Can you give us an overview? What is NIST after here? So a lot of people are very worried about
the impact that a quantum computer will have on the cryptography that we currently use on the
internet. It's been known for a while, actually, that if a quantum computer were ever built,
then all the cryptography we use right now, all the public-key cryptography, I should say,
would be vulnerable. And so people have always been concerned about that possibility. And more
recently, they've been worried that quantum computers seem to be coming faster than expected.
they've been worried that quantum computers seem to be coming faster than expected.
And also the standardization process for new public key algorithms that would be resistant to those quantum computers would take some time. And so NIST is trying to get ahead of things here.
And they put out a request for researchers to submit different proposals for crypto systems
that would be resilient to quantum computers. And the deadline for that was just at the end of November.
It remains to be seen how many got submitted, but it'll be really interesting to follow this process.

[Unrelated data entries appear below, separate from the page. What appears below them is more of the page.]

//! Transparent mode.
//!
//! Hides the debugger from introspection performed by the guest it is
//! debugging. The [`TransparencyEngine`] owns the hide state and drives a
//! syscall-interception subsystem and a hide backend. Before the first
//! hide, it resolves the numbers of the intercepted system services by
//! decoding the prologues of their stubs.

mod callbacks;
mod config;
mod decode;
mod engine;
mod source;
mod syscall;

pub use self::{
    callbacks::{
        EvadeCallbacks, ExceptionInjector, LogSink, ProcessNames, StealthyTargetMemory,
        TargetMemory, TracingLogSink, TrapFlag,
    },
    config::{CoveragePolicy, TransparencyConfig},
    decode::{INVALID_SYSCALL_NUMBER, SyscallSource, decode_syscall_number},
    engine::{EvadeHost, HideBackend, SyscallInterception, TransparencyEngine, TransparencyState},
    source::ProcessImageSource,
    syscall::{Coverage, Requirement, SyscallNumberTable, SyscallRoutine, UnresolvedRoutines},
};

So NIST gets these submissions, and what happens next? Is there a public review process?
Yeah, that's one of the great things about this, actually, is that everything's going to be done in public.
All the candidate submissions are going to be placed on a web page,
and it's going to allow researchers to evaluate each other's submissions.
So people then can look at what other people are thinking.
And eventually, the hope is that the research community will converge on a few favorites, essentially, that have the best security, the best efficiency, and other desirable properties.
And then some subset of those will be chosen for standardization.
And what kind of timeline do you suspect we're on
with that sort of thing? Well, the call for nominations just ended, like I said, at the end
of November. By the end of December, I think NIST is planning to put up on their webpage a list of
all the submissions. And then NIST is looking at roughly a two-year time frame over which to
evaluate the submissions and then come to a conclusion. All right. So not right around the
corner, but still not that far out either.
That's right.
And like I said,
people are getting very concerned.
We've seen announcements from IBM
and from Google
over the course of the past year
about developments and progress
that they've had
in building smaller scale quantum computers.
But this is making people,
like I said,
get really concerned about the possibility
that a larger scale quantum computer
will be built within the next decade.
All right.
Jonathan Katz, thanks for joining us.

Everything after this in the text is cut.